Exercise requirements - Find the string "transaction" in the entries and copy each line that has it.

Task input -
■ ■ ■

/// Arena configuration
use arena_core::{ArenaError, Result};
use arena_storage::StoreOptions;
use serde::{Deserialize, Serialize};
use std::path::Path;
use std::time::Duration;

use crate::credentials::{MAX_COST, MIN_COST};

#[derive(Debug, Clone, Default, PartialEq, Eq, Deserialize, Serialize)]
pub struct ArenaConfig {
    #[serde(default)]
    pub storage: StorageSettings,

    #[serde(default)]
    pub auth: AuthSettings,

    #[serde(default)]
    pub stats: StatsSettings,
}

#[derive(Debug, Clone, PartialEq, Eq, Deserialize, Serialize)]
pub struct StorageSettings {
    #[serde(default = "default_database_url")]
    pub database_url: String,

    #[serde(default = "default_max_connections")]
    pub max_connections: u32,

    #[serde(default = "default_busy_timeout_secs")]
    pub busy_timeout_secs: u64,
}

#[derive(Debug, Clone, PartialEq, Eq, Deserialize, Serialize)]
pub struct AuthSettings {
    /// bcrypt work factor
    #[serde(default = "default_bcrypt_cost")]
    pub bcrypt_cost: u32,
}

#[derive(Debug, Clone, PartialEq, Eq, Deserialize, Serialize)]
pub struct StatsSettings {
    /// Entries in a summary's recent history
    #[serde(default = "default_recent_history_len")]
    pub recent_history_len: usize,

    /// Largest moving-average window for trends
    #[serde(default = "default_trend_window")]
    pub trend_window: usize,

    /// Rows in the default top-N leaderboard
    #[serde(default = "default_leaderboard_size")]
    pub leaderboard_size: usize,
}

impl ArenaConfig {
    /// Load configuration from a TOML file
    ///
    /// A missing file yields the defaults.
    pub fn load(path: impl AsRef<Path>) -> Result<Self> {
        let path = path.as_ref();
        let settings = config::Config::builder()
            .add_source(config::File::from(path).required(false))
            .build()
            .map_err(|e| ArenaError::invalid_input(format!("config {}: {}", path.display(), e)))?;

        Self::finish(settings)
    }

    /// Parse configuration from TOML text
    pub fn from_toml_str(toml: &str) -> Result<Self> {
        let settings = config::Config::builder()
            .add_source(config::File::from_str(toml, config::FileFormat::Toml))
            .build()
            .map_err(|e| ArenaError::invalid_input(format!("config: {}", e)))?;

        Self::finish(settings)
    }

    fn finish(settings: config::Config) -> Result<Self> {
        let config: Self = settings
            .try_deserialize()
            .map_err(|e| ArenaError::invalid_input(format!("config: {}", e)))?;

        config.validate()?;
        Ok(config)
    }

    /// Validate configuration
    pub fn validate(&self) -> Result<()> {
        if self.storage.database_url.trim().is_empty() {
            return Err(ArenaError::invalid_input("storage.database_url is empty"));
        }

        if self.storage.max_connections == 0 {
            return Err(ArenaError::invalid_input(
                "storage.max_connections must be at least 1",
            ));
        }

        if !(MIN_COST..=MAX_COST).contains(&self.auth.bcrypt_cost) {
            return Err(ArenaError::invalid_input(format!(
                "auth.bcrypt_cost must be between {} and {}",
                MIN_COST, MAX_COST
            )));
        }

        if self.stats.trend_window == 0 {
            return Err(ArenaError::invalid_input(
                "stats.trend_window must be at least 1",
            ));
        }

        Ok(())
    }
}

impl StorageSettings {
    pub fn store_options(&self) -> StoreOptions {
        StoreOptions {
            database_url: self.database_url.clone(),
            max_connections: self.max_connections,
            busy_timeout: Duration::from_secs(self.busy_timeout_secs),
        }
    }
}

// Default values
impl Default for StorageSettings {
    fn default() -> Self {
        Self {
            database_url: default_database_url(),
            max_connections: default_max_connections(),
            busy_timeout_secs: default_busy_timeout_secs(),
        }
    }
}

impl Default for AuthSettings {
    fn default() -> Self {
        Self {
            bcrypt_cost: default_bcrypt_cost(),
        }
    }
}

impl Default for StatsSettings {
    fn default() -> Self {
        Self {
            recent_history_len: default_recent_history_len(),
            trend_window: default_trend_window(),
            leaderboard_size: default_leaderboard_size(),
        }
    }
}

fn default_database_url() -> String {
    "sqlite://./data/arena.db".to_string()
}

fn default_max_connections() -> u32 {
    5
}

fn default_busy_timeout_secs() -> u64 {
    30
}

fn default_bcrypt_cost() -> u32 {
    bcrypt::DEFAULT_COST
}

fn default_recent_history_len() -> usize {
    5
}

fn default_trend_window() -> usize {
    3
}

fn default_leaderboard_size() -> usize {
    10
}

#[cfg(test)]
mod tests {
    use super::*;

    #[test]
    fn defaults_are_valid() {
        let config = ArenaConfig::default();
        config.validate().unwrap();
        assert_eq!(config.stats.recent_history_len, 5);
        assert_eq!(config.stats.trend_window, 3);
        assert_eq!(config.stats.leaderboard_size, 10);
    }

    #[test]
    fn partial_toml_keeps_other_defaults() {
        let config = ArenaConfig::from_toml_str(
            r#"
            [storage]
            database_url = "sqlite::memory:"

            [auth]
            bcrypt_cost = 4
            "#,
        )
        .unwrap();

        assert_eq!(config.storage.database_url, "sqlite::memory:");
        assert_eq!(config.storage.max_connections, 5);
        assert_eq!(config.auth.bcrypt_cost, 4);
        assert_eq!(config.stats, StatsSettings::default());
    }

    #[test]
    fn rejects_out_of_range_cost() {
        let err = ArenaConfig::from_toml_str("[auth]\nbcrypt_cost = 2\n").unwrap_err();
        assert!(matches!(err, ArenaError::InvalidInput(_)));
    }

    #[test]
    fn rejects_zero_trend_window() {
        let err = ArenaConfig::from_toml_str("[stats]\ntrend_window = 0\n").unwrap_err();
        assert!(matches!(err, ArenaError::InvalidInput(_)));
    }

    #[test]
    fn missing_file_yields_defaults() {
        let dir = tempfile::tempdir().unwrap();
        let config = ArenaConfig::load(dir.path().join("absent.toml")).unwrap();
        assert_eq!(config, ArenaConfig::default());
    }

    #[test]
    fn loads_file() {
        let dir = tempfile::tempdir().unwrap();
        let path = dir.path().join("arena.toml");
        std::fs::write(&path, "[stats]\nleaderboard_size = 3\n").unwrap();

        let config = ArenaConfig::load(&path).unwrap();
        assert_eq!(config.stats.leaderboard_size, 3);
    }

    #[test]
    fn store_options_carry_settings() {
        let settings = StorageSettings {
            database_url: "sqlite://x.db".to_string(),
            max_connections: 2,
            busy_timeout_secs: 7,
        };

        let options = settings.store_options();
        assert_eq!(options.database_url, "sqlite://x.db");
        assert_eq!(options.max_connections, 2);
        assert_eq!(options.busy_timeout, Duration::from_secs(7));
    }
}
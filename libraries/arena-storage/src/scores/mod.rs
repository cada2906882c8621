//! Score record queries
//!
//! Records are keyed by an auto-issued id and indexed (non-uniquely) by email.
//! The one-record-per-email rule lives in [`upsert_if_greater`], which must run
//! inside a transaction.

use crate::{from_micros, to_micros, truncate_micros, StorageError};
use arena_core::types::{ScoreId, ScoreRecord, ScoreUpsert};
use chrono::{DateTime, Utc};
use sqlx::{SqliteConnection, SqliteExecutor};

type Result<T> = std::result::Result<T, StorageError>;

#[derive(sqlx::FromRow)]
struct ScoreRow {
    id: ScoreId,
    email: String,
    score: i64,
    timestamp: i64,
}

impl TryFrom<ScoreRow> for ScoreRecord {
    type Error = StorageError;

    fn try_from(row: ScoreRow) -> Result<Self> {
        let score = u32::try_from(row.score).map_err(|_| {
            StorageError::Corrupt(format!("score {} out of range for id {}", row.score, row.id))
        })?;

        Ok(ScoreRecord {
            id: row.id,
            email: row.email,
            score,
            timestamp: from_micros(row.timestamp)?,
        })
    }
}

/// Insert a new score record and return it with its issued id
pub async fn insert<'e, E>(
    executor: E,
    email: &str,
    score: u32,
    timestamp: DateTime<Utc>,
) -> Result<ScoreRecord>
where
    E: SqliteExecutor<'e>,
{
    let timestamp = truncate_micros(timestamp)?;

    let result = sqlx::query("INSERT INTO scores (email, score, timestamp) VALUES (?, ?, ?)")
        .bind(email)
        .bind(score)
        .bind(to_micros(timestamp))
        .execute(executor)
        .await?;

    Ok(ScoreRecord {
        id: ScoreId::new(result.last_insert_rowid()),
        email: email.to_string(),
        score,
        timestamp,
    })
}

/// Get score record by id
pub async fn get_by_id<'e, E>(executor: E, id: ScoreId) -> Result<Option<ScoreRecord>>
where
    E: SqliteExecutor<'e>,
{
    let row = sqlx::query_as::<_, ScoreRow>(
        "SELECT id, email, score, timestamp FROM scores WHERE id = ?",
    )
    .bind(id)
    .fetch_optional(executor)
    .await?;

    row.map(ScoreRecord::try_from).transpose()
}

/// Get the record stored under `email`
///
/// The index is not unique; if several records exist the best score wins,
/// earliest id first on ties.
pub async fn get_by_email<'e, E>(executor: E, email: &str) -> Result<Option<ScoreRecord>>
where
    E: SqliteExecutor<'e>,
{
    let row = sqlx::query_as::<_, ScoreRow>(
        "SELECT id, email, score, timestamp FROM scores
         WHERE email = ?
         ORDER BY score DESC, id ASC
         LIMIT 1",
    )
    .bind(email)
    .fetch_optional(executor)
    .await?;

    row.map(ScoreRecord::try_from).transpose()
}

/// Get every record stored under `email`, in issue order
pub async fn get_all_by_email<'e, E>(executor: E, email: &str) -> Result<Vec<ScoreRecord>>
where
    E: SqliteExecutor<'e>,
{
    let rows = sqlx::query_as::<_, ScoreRow>(
        "SELECT id, email, score, timestamp FROM scores WHERE email = ? ORDER BY id",
    )
    .bind(email)
    .fetch_all(executor)
    .await?;

    rows.into_iter().map(ScoreRecord::try_from).collect()
}

/// Get all score records
pub async fn get_all<'e, E>(executor: E) -> Result<Vec<ScoreRecord>>
where
    E: SqliteExecutor<'e>,
{
    let rows = sqlx::query_as::<_, ScoreRow>(
        "SELECT id, email, score, timestamp FROM scores ORDER BY id",
    )
    .fetch_all(executor)
    .await?;

    rows.into_iter().map(ScoreRecord::try_from).collect()
}

/// Replace the record stored under `record.id`
///
/// # Errors
///
/// Returns `StorageError::NotFound` if no record has this id
pub async fn update<'e, E>(executor: E, record: &ScoreRecord) -> Result<()>
where
    E: SqliteExecutor<'e>,
{
    let result = sqlx::query("UPDATE scores SET email = ?, score = ?, timestamp = ? WHERE id = ?")
        .bind(&record.email)
        .bind(record.score)
        .bind(to_micros(record.timestamp))
        .bind(record.id)
        .execute(executor)
        .await?;

    if result.rows_affected() == 0 {
        return Err(StorageError::not_found("Score", record.id.to_string()));
    }

    Ok(())
}

/// Insert a record for `email`, or raise the existing one when `score` beats it
///
/// Runs its lookup and write on `conn`; the caller owns the transaction and
/// commits it.
pub async fn upsert_if_greater(
    conn: &mut SqliteConnection,
    email: &str,
    score: u32,
    timestamp: DateTime<Utc>,
) -> Result<ScoreUpsert> {
    let Some(existing) = get_by_email(&mut *conn, email).await? else {
        let record = insert(&mut *conn, email, score, timestamp).await?;
        return Ok(ScoreUpsert::Inserted(record));
    };

    if score <= existing.score {
        return Ok(ScoreUpsert::Unchanged(existing));
    }

    let previous = existing.score;
    let record = ScoreRecord {
        score,
        timestamp: truncate_micros(timestamp)?,
        ..existing
    };
    update(&mut *conn, &record).await?;

    Ok(ScoreUpsert::Improved { previous, record })
}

■ ■ ■

Reply to the task -
//! inside a transaction.
/// Runs its lookup and write on `conn`; the caller owns the transaction and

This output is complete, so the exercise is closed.